Embryonal rhabdomyosarcoma is the most common malignant soft-tissue tumor in childhood. Cytogenetic studies of this tumor are rare. In one study trisomy 8 was found to be a primary cytogenetic abnormality. In view of the findings of trisomy 8 in a multitude of cancers, we conducted a pilot study to test the hypothesis that a subset of rhabdomyosarcoma also exists with trisomy 8. Accordingly, archival tissues of 12 cases of rhabdomyosarcoma were retrieved and fluorescence in situ hybridization (FISH) using a chromosome 8-specific, alpha-satellite probe was undertaken on formalin-fixed paraffin-embedded tissue sections using the protocol optimized in the Cytogenetics Laboratory at Rhode Island Hospital. The results obtained demonstrated that 6 of 12 tumors showed chromosome 8 trisomy, when a 15% threshold is adopted. In addition, one case was borderline, with 11% of the cells found positive for three fluorescent signals. Future experiments utilizing additional specimens from our centers as well as from other laboratories are needed to confirm and extend the findings of the present study.

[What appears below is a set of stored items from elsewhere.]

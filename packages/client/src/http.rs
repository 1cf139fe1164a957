//! HTTP form-service client
//!
//! JSON over HTTPS with a bearer token. Failures are mapped onto
//! [`ClientError`] and returned as-is; retrying is left to the caller.

use crate::{ClientConfig, ClientError, FormService, Result};
use async_trait::async_trait;
use formdraft_schema::wire::ReorderRequest;
use formdraft_schema::{
    BranchedVersion, Field, FieldOrder, FieldPatch, FieldTypeInfo, Form, FormPatch, NewField,
    VersionDetail, VersionSummary,
};
use reqwest::header::ACCEPT;
use reqwest::{Client, Method, RequestBuilder, Response, Url};
use serde::de::DeserializeOwned;
use serde::Deserialize;
use tracing::debug;

pub struct HttpFormService {
    http: Client,
    base_url: String,
    token: String,
}

impl HttpFormService {
    pub fn new(config: &ClientConfig) -> Result<Self> {
        let base_url = config.base_url()?;

        if config.token.trim().is_empty() {
            return Err(ClientError::Config("bearer token is empty".to_string()));
        }

        let http = Client::builder()
            .timeout(config.timeout())
            .build()
            .map_err(|e| ClientError::Config(format!("failed to create HTTP client: {}", e)))?;

        Ok(Self {
            http,
            base_url,
            token: config.token.clone(),
        })
    }

    /// Build a request for the path made of `segments`.
    ///
    /// Each segment is percent-encoded, so ids may contain `/` or `?`. The
    /// returned string is the encoded path, used in logs and error messages.
    fn request(&self, method: Method, segments: &[&str]) -> Result<(RequestBuilder, String)> {
        let mut url = Url::parse(&self.base_url)
            .map_err(|e| ClientError::Config(format!("invalid api url '{}': {}", self.base_url, e)))?;
        url.path_segments_mut()
            .map_err(|_| ClientError::Config(format!("api url '{}' cannot take a path", self.base_url)))?
            .pop_if_empty()
            .extend(segments);
        let path = url.path().to_string();

        let request = self
            .http
            .request(method, url)
            .bearer_auth(&self.token)
            .header(ACCEPT, "application/json");
        Ok((request, path))
    }

    async fn execute(&self, request: RequestBuilder, path: &str) -> Result<Response> {
        let response = request.send().await?;
        let status = response.status();
        debug!(path, status = status.as_u16(), "form service response");

        if status.is_success() {
            return Ok(response);
        }

        let body = response.text().await.unwrap_or_default();
        Err(ClientError::from_status(
            status.as_u16(),
            error_message(&body, path),
        ))
    }

    async fn fetch<T: DeserializeOwned>(&self, request: RequestBuilder, path: &str) -> Result<T> {
        let response = self.execute(request, path).await?;
        response
            .json()
            .await
            .map_err(|e| ClientError::Decode(format!("{}: {}", path, e)))
    }
}

#[derive(Deserialize)]
struct ErrorBody {
    message: String,
}

/// Prefer the service's `{"message": ...}` body; fall back to a truncated raw body
fn error_message(body: &str, path: &str) -> String {
    if let Ok(parsed) = serde_json::from_str::<ErrorBody>(body) {
        return parsed.message;
    }

    let trimmed: String = body.chars().take(200).collect();
    if trimmed.is_empty() {
        path.to_string()
    } else {
        trimmed
    }
}

#[async_trait]
impl FormService for HttpFormService {
    async fn get_form(&self, form_id: &str) -> Result<Form> {
        let (request, path) = self.request(Method::GET, &["forms", form_id])?;
        self.fetch(request, &path).await
    }

    async fn list_field_types(&self) -> Result<Vec<FieldTypeInfo>> {
        let (request, path) = self.request(Method::GET, &["field-types"])?;
        self.fetch(request, &path).await
    }

    async fn list_versions(&self, form_id: &str) -> Result<Vec<VersionSummary>> {
        let (request, path) = self.request(Method::GET, &["forms", form_id, "versions"])?;
        self.fetch(request, &path).await
    }

    async fn get_version(&self, form_id: &str, version_id: &str) -> Result<VersionDetail> {
        let (request, path) =
            self.request(Method::GET, &["forms", form_id, "versions", version_id])?;
        self.fetch(request, &path).await
    }

    async fn create_branch(&self, form_id: &str) -> Result<BranchedVersion> {
        let (request, path) = self.request(Method::POST, &["forms", form_id, "versions"])?;
        self.fetch(request, &path).await
    }

    async fn publish_version(&self, form_id: &str, version_id: &str) -> Result<()> {
        let (request, path) =
            self.request(Method::PUT, &["forms", form_id, "versions", version_id, "publish"])?;
        self.execute(request, &path).await?;
        Ok(())
    }

    async fn activate_version(&self, form_id: &str, version_id: &str) -> Result<()> {
        let (request, path) =
            self.request(Method::PUT, &["forms", form_id, "versions", version_id, "activate"])?;
        self.execute(request, &path).await?;
        Ok(())
    }

    async fn add_field(&self, version_id: &str, field: &NewField) -> Result<Field> {
        let (request, path) =
            self.request(Method::POST, &["form-versions", version_id, "fields"])?;
        self.fetch(request.json(field), &path).await
    }

    async fn update_field(
        &self,
        version_id: &str,
        field_id: &str,
        patch: &FieldPatch,
    ) -> Result<Field> {
        let (request, path) =
            self.request(Method::PATCH, &["form-versions", version_id, "fields", field_id])?;
        self.fetch(request.json(patch), &path).await
    }

    async fn delete_field(&self, version_id: &str, field_id: &str) -> Result<()> {
        let (request, path) =
            self.request(Method::DELETE, &["form-versions", version_id, "fields", field_id])?;
        self.execute(request, &path).await?;
        Ok(())
    }

    async fn reorder_fields(&self, version_id: &str, order: &[FieldOrder]) -> Result<()> {
        let (request, path) =
            self.request(Method::PUT, &["form-versions", version_id, "fields", "reorder"])?;
        let body = ReorderRequest {
            fields: order.to_vec(),
        };
        self.execute(request.json(&body), &path).await?;
        Ok(())
    }

    async fn update_form(&self, form_id: &str, patch: &FormPatch) -> Result<Form> {
        let (request, path) = self.request(Method::PATCH, &["forms", form_id])?;
        self.fetch(request.json(patch), &path).await
    }
}

#[cfg(test)]
mod tests {
    use super::*;

    #[test]
    fn test_error_message_prefers_json_message() {
        assert_eq!(
            error_message(r#"{"message":"Version is not a draft"}"#, "/x"),
            "Version is not a draft"
        );
        assert_eq!(error_message("", "/forms/f1"), "/forms/f1");
        assert_eq!(error_message("boom", "/x"), "boom");
    }

    #[test]
    fn test_new_rejects_empty_token() {
        let config = ClientConfig::new("https://forms.example.com", " ");
        assert!(matches!(
            HttpFormService::new(&config),
            Err(ClientError::Config(_))
        ));
    }
}
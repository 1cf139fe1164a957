//! Request payloads for version-scoped field mutations

use crate::field::{NumberRules, TextRules};
use serde::ser::SerializeMap;
use serde::{Deserialize, Serialize, Serializer};

/// Body of the add-field call
#[derive(Debug, Clone, PartialEq, Eq, Serialize, Deserialize)]
#[serde(rename_all = "camelCase")]
pub struct NewField {
    pub label: String,
    pub field_type_id: String,
    pub required: bool,
    pub order: u32,
    #[serde(default, skip_serializing_if = "Option::is_none")]
    pub options: Option<Vec<String>>,
}

/// One entry of the reorder call
#[derive(Debug, Clone, PartialEq, Eq, Serialize, Deserialize)]
#[serde(rename_all = "camelCase")]
pub struct FieldOrder {
    pub field_id: String,
    pub order: u32,
}

/// Type-specific part of a field update
///
/// Only one family of bounds can be sent at a time, and which family is
/// allowed depends on the target field's kind.
#[derive(Debug, Clone, PartialEq)]
pub enum RulesPatch {
    Text(TextRules),
    Number(NumberRules),
    /// Replacement option labels, in display order
    Options(Vec<String>),
}

impl RulesPatch {
    pub fn name(&self) -> &'static str {
        match self {
            RulesPatch::Text(_) => "text",
            RulesPatch::Number(_) => "number",
            RulesPatch::Options(_) => "options",
        }
    }
}

/// Partial field update; `None` leaves a property untouched
#[derive(Debug, Clone, Default, PartialEq)]
pub struct FieldPatch {
    pub label: Option<String>,
    pub description: Option<String>,
    pub required: Option<bool>,
    pub rules: Option<RulesPatch>,
}

impl FieldPatch {
    pub fn label(label: impl Into<String>) -> Self {
        Self {
            label: Some(label.into()),
            ..Default::default()
        }
    }

    pub fn required(required: bool) -> Self {
        Self {
            required: Some(required),
            ..Default::default()
        }
    }

    pub fn with_description(mut self, description: impl Into<String>) -> Self {
        self.description = Some(description.into());
        self
    }

    pub fn with_rules(mut self, rules: RulesPatch) -> Self {
        self.rules = Some(rules);
        self
    }

    pub fn is_empty(&self) -> bool {
        self.label.is_none()
            && self.description.is_none()
            && self.required.is_none()
            && self.rules.is_none()
    }
}

// Bounds inside a rules family are always sent together so that `None`
// reaches the service as an explicit `null` and clears the stored bound.
impl Serialize for FieldPatch {
    fn serialize<S: Serializer>(&self, serializer: S) -> Result<S::Ok, S::Error> {
        let mut map = serializer.serialize_map(None)?;

        if let Some(label) = &self.label {
            map.serialize_entry("label", label)?;
        }
        if let Some(description) = &self.description {
            map.serialize_entry("description", description)?;
        }
        if let Some(required) = &self.required {
            map.serialize_entry("required", required)?;
        }

        match &self.rules {
            Some(RulesPatch::Text(r)) => {
                map.serialize_entry("minLength", &r.min_length)?;
                map.serialize_entry("maxLength", &r.max_length)?;
                map.serialize_entry("pattern", &r.pattern)?;
            }
            Some(RulesPatch::Number(r)) => {
                map.serialize_entry("minValue", &r.min_value)?;
                map.serialize_entry("maxValue", &r.max_value)?;
            }
            Some(RulesPatch::Options(labels)) => {
                map.serialize_entry("options", labels)?;
            }
            None => {}
        }

        map.end()
    }
}
pub mod fields;
pub mod form;
pub mod versions;

pub use fields::{
    add_field, delete_field, reorder, toggle_required, update_field, AddFieldArgs,
    FieldArgs, ReorderArgs, UpdateFieldArgs,
};
pub use form::{publish, theme, ThemeArgs};
pub use versions::{show, versions};

use crate::config::Config;
use crate::offline::{self, DEMO_FORM};
use anyhow::Result;
use clap::Args;
use colored::Colorize;
use formdraft_client::{FormService, HttpFormService};
use formdraft_editor::{EditSession, SessionEvent};
use formdraft_schema::Field;
use std::sync::Arc;
use tokio::sync::mpsc::{unbounded_channel, UnboundedReceiver};

#[derive(Debug, Args)]
pub struct FormArgs {
    /// Form id
    pub form: String,
}

/// Where commands send their requests
pub struct Context {
    service: Arc<dyn FormService>,
    demo_form: Option<String>,
}

impl Context {
    pub fn connect(offline: bool, cwd: &str) -> Result<Self> {
        if offline {
            let (service, form_id) = offline::seeded_service()?;
            println!(
                "{} offline mode, form {} is available as '{}'",
                "ℹ".bright_blue(),
                form_id.bright_white(),
                DEMO_FORM
            );
            return Ok(Self {
                service: Arc::new(service),
                demo_form: Some(form_id),
            });
        }

        let config = Config::load(cwd)?;
        let client = config.client_config(|name| std::env::var(name).ok())?;
        Ok(Self {
            service: Arc::new(HttpFormService::new(&client)?),
            demo_form: None,
        })
    }

    pub fn service(&self) -> &Arc<dyn FormService> {
        &self.service
    }

    pub fn form_id<'a>(&'a self, form: &'a str) -> &'a str {
        match &self.demo_form {
            Some(id) if form == DEMO_FORM => id.as_str(),
            _ => form,
        }
    }

    /// Open a session whose events are collected for [`report_events`]
    pub async fn open(&self, form: &str) -> Result<(EditSession, UnboundedReceiver<SessionEvent>)> {
        let mut session = EditSession::open(self.service.clone(), self.form_id(form)).await?;
        let (tx, rx) = unbounded_channel();
        session.subscribe(Arc::new(tx));
        Ok((session, rx))
    }
}

/// Print the lifecycle events worth telling the user about
pub fn report_events(events: &mut UnboundedReceiver<SessionEvent>) {
    while let Ok(event) = events.try_recv() {
        match event {
            SessionEvent::Branched { to, version, .. } => {
                println!(
                    "  {} Created draft v{} ({})",
                    "⎇".yellow(),
                    version,
                    to.bright_white()
                );
            }
            SessionEvent::Rebound { to, .. } => {
                println!("  {} Continuing in existing draft {}", "⎇".yellow(), to.bright_white());
            }
            SessionEvent::SelectionLost { field_id } => {
                println!("  {} Field {} has no counterpart in the draft", "⚠️".yellow(), field_id);
            }
            SessionEvent::RolledBack { reason } => {
                println!("  {} Change reverted: {}", "↺".red(), reason);
            }
            SessionEvent::Published { version, .. } => {
                println!("  {} Version {} is live", "✓".green(), version);
            }
            SessionEvent::SelectionChanged(_) | SessionEvent::SnapshotRefreshed { .. } => {}
        }
    }
}

pub fn print_fields(fields: &[Field]) {
    if fields.is_empty() {
        println!("  {}", "(no fields)".dimmed());
        return;
    }

    for field in fields {
        let required = if field.required { "*".red().to_string() } else { " ".to_string() };
        println!(
            "  {:>3} {}{} {} {}",
            field.order,
            field.label.bright_white(),
            required,
            format!("[{}]", field.type_key()).dimmed(),
            field.id.dimmed()
        );
        for option in field.kind.options() {
            println!("        - {}", option.label);
        }
    }
}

胚胎性横纹肌肉瘤是儿童期最常见的恶性软组织肿瘤。对该肿瘤的细胞遗传学研究很少。在一项研究中,发现8号染色体三体是主要的细胞遗传学异常。鉴于在多种癌症中都发现了8号染色体三体的情况,我们开展了一项初步研究,以检验横纹肌肉瘤的一个亚群也存在8号染色体三体这一假说。因此,我们检索了12例横纹肌肉瘤的存档组织,并使用在罗德岛医院细胞遗传学实验室优化的方案,对福尔马林固定石蜡包埋的组织切片进行了使用8号染色体特异性α卫星探针的荧光原位杂交(FISH)检测。获得的结果表明,当采用15%的阈值时,12个肿瘤中有6个显示8号染色体三体。此外,有1例处于临界状态,11%的细胞检测到三个荧光信号呈阳性。需要利用我们中心以及其他实验室的更多标本进行进一步实验,以证实和扩展本研究的结果。